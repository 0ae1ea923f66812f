use anyhow::{Context, Result};
use axum::extract::{Path, Query, State};
use axum::http::StatusCode;
use axum::response::{IntoResponse, Json, Response};
use axum::routing::{get, post};
use axum::Router;
use serde::Deserialize;
use serde_json::json;
use std::net::SocketAddr;
use tokio::net::TcpListener;
use tracing::{error, info};

use crate::db::{now_ms, Db};
use crate::registry::Registry;
use crate::state::SharedState;
use crate::ws;

const DEFAULT_READINGS_LIMIT: i64 = 100;
const MAX_READINGS_LIMIT: i64 = 1000;
const ALERTS_LIMIT: i64 = 200;

#[derive(Clone)]
pub struct AppState {
    pub db: Db,
    pub registry: Registry,
    pub shared: SharedState,
}

// ---------------------------------------------------------------------------
// Errors
// ---------------------------------------------------------------------------

/// Store failure surfaced as a 500.
pub struct ApiError(anyhow::Error);

impl IntoResponse for ApiError {
    fn into_response(self) -> Response {
        error!("api error: {:#}", self.0);
        (
            StatusCode::INTERNAL_SERVER_ERROR,
            Json(json!({ "error": self.0.to_string() })),
        )
            .into_response()
    }
}

impl From<anyhow::Error> for ApiError {
    fn from(e: anyhow::Error) -> Self {
        Self(e)
    }
}

fn not_found(what: String) -> Response {
    (StatusCode::NOT_FOUND, Json(json!({ "error": what }))).into_response()
}

// ---------------------------------------------------------------------------
// Routes
// ---------------------------------------------------------------------------

pub fn router(state: AppState) -> Router {
    Router::new()
        .route("/api/status", get(api_status))
        .route("/api/sensors", get(api_sensors))
        .route("/api/sensors/{sensor_id}/readings", get(api_readings))
        .route("/api/alerts", get(api_alerts))
        .route("/api/alerts/{id}/resolve", post(api_resolve_alert))
        .route("/ws", get(ws::upgrade))
        .with_state(state)
}

async fn api_status(State(app): State<AppState>) -> impl IntoResponse {
    let clients = app.registry.connection_count();
    let st = app.shared.read().await;
    Json(st.to_status(clients))
}

async fn api_sensors(State(app): State<AppState>) -> Result<Response, ApiError> {
    let sensors = app.db.load_sensors().await?;
    Ok(Json(sensors).into_response())
}

#[derive(Deserialize)]
struct ReadingsQuery {
    limit: Option<i64>,
}

async fn api_readings(
    State(app): State<AppState>,
    Path(sensor_id): Path<String>,
    Query(q): Query<ReadingsQuery>,
) -> Result<Response, ApiError> {
    if app.db.get_sensor(&sensor_id).await?.is_none() {
        return Ok(not_found(format!("unknown sensor '{sensor_id}'")));
    }
    let limit = q
        .limit
        .unwrap_or(DEFAULT_READINGS_LIMIT)
        .clamp(1, MAX_READINGS_LIMIT);
    let readings = app.db.readings_for_sensor(&sensor_id, limit).await?;
    Ok(Json(readings).into_response())
}

#[derive(Deserialize)]
struct AlertsQuery {
    #[serde(default)]
    include_resolved: bool,
}

async fn api_alerts(
    State(app): State<AppState>,
    Query(q): Query<AlertsQuery>,
) -> Result<Response, ApiError> {
    let alerts = app.db.list_alerts(q.include_resolved, ALERTS_LIMIT).await?;
    Ok(Json(alerts).into_response())
}

async fn api_resolve_alert(
    State(app): State<AppState>,
    Path(id): Path<i64>,
) -> Result<Response, ApiError> {
    if !app.db.resolve_alert(id, now_ms()).await? {
        return Ok(not_found(format!("no open alert with id {id}")));
    }
    let alert = app.db.get_alert(id).await?;
    info!(alert = id, "alert resolved");
    Ok(Json(alert).into_response())
}

// ---------------------------------------------------------------------------
// Server entry-point
// ---------------------------------------------------------------------------

pub async fn serve(state: AppState, port: u16) -> Result<()> {
    let addr = SocketAddr::from(([0, 0, 0, 0], port));
    let listener = TcpListener::bind(addr)
        .await
        .with_context(|| format!("failed to bind web port {port}"))?;

    info!("web api listening on http://{addr}");

    axum::serve(listener, router(state))
        .await
        .context("web server error")
}

// ===========================================================================
// Tests
// ===========================================================================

########################################

--- WORK TO COMPLETE ---
Copy out the full set of records precisely, leaving nothing out.

--- ANSWER FOR THE TASK ---
repository 0ae1ea923f66812f
use anyhow::{Context, Result};
use axum::extract::{Path, Query, State};
use axum::http::StatusCode;
use axum::response::{IntoResponse, Json, Response};
use axum::routing::{get, post};
use axum::Router;
use serde::Deserialize;
use serde_json::json;
use std::net::SocketAddr;
use tokio::net::TcpListener;
use tracing::{error, info};

use crate::db::{now_ms, Db};
use crate::registry::Registry;
use crate::state::SharedState;
use crate::ws;

const DEFAULT_READINGS_LIMIT: i64 = 100;
const MAX_READINGS_LIMIT: i64 = 1000;
const ALERTS_LIMIT: i64 = 200;

#[derive(Clone)]
pub struct AppState {
    pub db: Db,
    pub registry: Registry,
    pub shared: SharedState,
}

// ---------------------------------------------------------------------------
// Errors
// ---------------------------------------------------------------------------

/// Store failure surfaced as a 500.
pub struct ApiError(anyhow::Error);

impl IntoResponse for ApiError {
    fn into_response(self) -> Response {
        error!("api error: {:#}", self.0);
        (
            StatusCode::INTERNAL_SERVER_ERROR,
            Json(json!({ "error": self.0.to_string() })),
        )
            .into_response()
    }
}

impl From<anyhow::Error> for ApiError {
    fn from(e: anyhow::Error) -> Self {
        Self(e)
    }
}

fn not_found(what: String) -> Response {
    (StatusCode::NOT_FOUND, Json(json!({ "error": what }))).into_response()
}

// ---------------------------------------------------------------------------
// Routes
// ---------------------------------------------------------------------------

pub fn router(state: AppState) -> Router {
    Router::new()
        .route("/api/status", get(api_status))
        .route("/api/sensors", get(api_sensors))
        .route("/api/sensors/{sensor_id}/readings", get(api_readings))
        .route("/api/alerts", get(api_alerts))
        .route("/api/alerts/{id}/resolve", post(api_resolve_alert))
        .route("/ws", get(ws::upgrade))
        .with_state(state)
}

async fn api_status(State(app): State<AppState>) -> impl IntoResponse {
    let clients = app.registry.connection_count();
    let st = app.shared.read().await;
    Json(st.to_status(clients))
}

async fn api_sensors(State(app): State<AppState>) -> Result<Response, ApiError> {
    let sensors = app.db.load_sensors().await?;
    Ok(Json(sensors).into_response())
}

#[derive(Deserialize)]
struct ReadingsQuery {
    limit: Option<i64>,
}

async fn api_readings(
    State(app): State<AppState>,
    Path(sensor_id): Path<String>,
    Query(q): Query<ReadingsQuery>,
) -> Result<Response, ApiError> {
    if app.db.get_sensor(&sensor_id).await?.is_none() {
        return Ok(not_found(format!("unknown sensor '{sensor_id}'")));
    }
    let limit = q
        .limit
        .unwrap_or(DEFAULT_READINGS_LIMIT)
        .clamp(1, MAX_READINGS_LIMIT);
    let readings = app.db.readings_for_sensor(&sensor_id, limit).await?;
    Ok(Json(readings).into_response())
}

#[derive(Deserialize)]
struct AlertsQuery {
    #[serde(default)]
    include_resolved: bool,
}

async fn api_alerts(
    State(app): State<AppState>,
    Query(q): Query<AlertsQuery>,
) -> Result<Response, ApiError> {
    let alerts = app.db.list_alerts(q.include_resolved, ALERTS_LIMIT).await?;
    Ok(Json(alerts).into_response())
}

async fn api_resolve_alert(
    State(app): State<AppState>,
    Path(id): Path<i64>,
) -> Result<Response, ApiError> {
    if !app.db.resolve_alert(id, now_ms()).await? {
        return Ok(not_found(format!("no open alert with id {id}")));
    }
    let alert = app.db.get_alert(id).await?;
    info!(alert = id, "alert resolved");
    Ok(Json(alert).into_response())
}

// ---------------------------------------------------------------------------
// Server entry-point
// ---------------------------------------------------------------------------

pub async fn serve(state: AppState, port: u16) -> Result<()> {
    let addr = SocketAddr::from(([0, 0, 0, 0], port));
    let listener = TcpListener::bind(addr)
        .await
        .with_context(|| format!("failed to bind web port {port}"))?;

    info!("web api listening on http://{addr}");

    axum::serve(listener, router(state))
        .await
        .context("web server error")
}

// ===========================================================================
// Tests
// ===========================================================================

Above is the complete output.